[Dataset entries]

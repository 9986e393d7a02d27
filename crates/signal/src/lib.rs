//! Plutus Signal Boundary
//!
//! Talks to the external signal-generation service and shields the rest of
//! the platform from its failures: [`SignalService`] always answers, falling
//! back to a locally derived signal when the upstream is unreachable, slow or
//! returns garbage. The upstream never blocks the engine: the client owns
//! its own request timeout.

mod client;
mod local;
mod service;

pub use client::HttpSignalClient;
pub use local::LocalSignalGenerator;
pub use service::SignalService;
use rust_decimal::Decimal;
use rust_decimal::prelude::ToPrimitive;

use plutus_core::{MarketTick, Sentiment, SignalKind, Timestamp, TradeSignal};

/// Threshold move (in percent over the supplied window) that separates a
/// directional call from Hold
const MOMENTUM_THRESHOLD_PCT: f64 = 1.0;

/// Derives a substitute signal from the supplied history when the upstream
/// service is unavailable.
///
/// Pure momentum heuristic: the move of the window decides direction, its
/// magnitude scales confidence. Deterministic for a given history, so the
/// fallback path is fully testable.
#[derive(Debug, Clone, Copy, Default)]
pub struct LocalSignalGenerator;

impl LocalSignalGenerator {
    pub fn new() -> Self {
        Self
    }

    pub fn signal(&self, symbol: &str, history: &[MarketTick], now: Timestamp) -> TradeSignal {
        let (first, last) = match (history.first(), history.last()) {
            (Some(first), Some(last)) if first.price > Decimal::ZERO => (first, last),
            _ => {
                return TradeSignal {
                    signal: SignalKind::Hold,
                    confidence: 0.5,
                    reasoning: format!(
                        "No usable history for {symbol}; holding until data arrives"
                    ),
                    timestamp: now,
                };
            }
        };

        let move_pct = ((last.price - first.price) / first.price * Decimal::from(100))
            .to_f64()
            .unwrap_or(0.0);

        let signal = if move_pct > MOMENTUM_THRESHOLD_PCT {
            SignalKind::Buy
        } else if move_pct < -MOMENTUM_THRESHOLD_PCT {
            SignalKind::Sell
        } else {
            SignalKind::Hold
        };

        // Larger moves read as stronger conviction, capped well below 1.0
        let confidence = (0.5 + move_pct.abs() / 20.0).min(0.95);

        TradeSignal {
            signal,
            confidence,
            reasoning: format!(
                "Momentum analysis for {symbol}: {move_pct:.2}% over the window"
            ),
            timestamp: now,
        }
    }

    pub fn sentiment(&self, _text: &str) -> Sentiment {
        Sentiment::neutral()
    }
}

# What needs to be done
Say how many lines in the data hold the string "supplied", and write nothing else.

# Completed exercise
2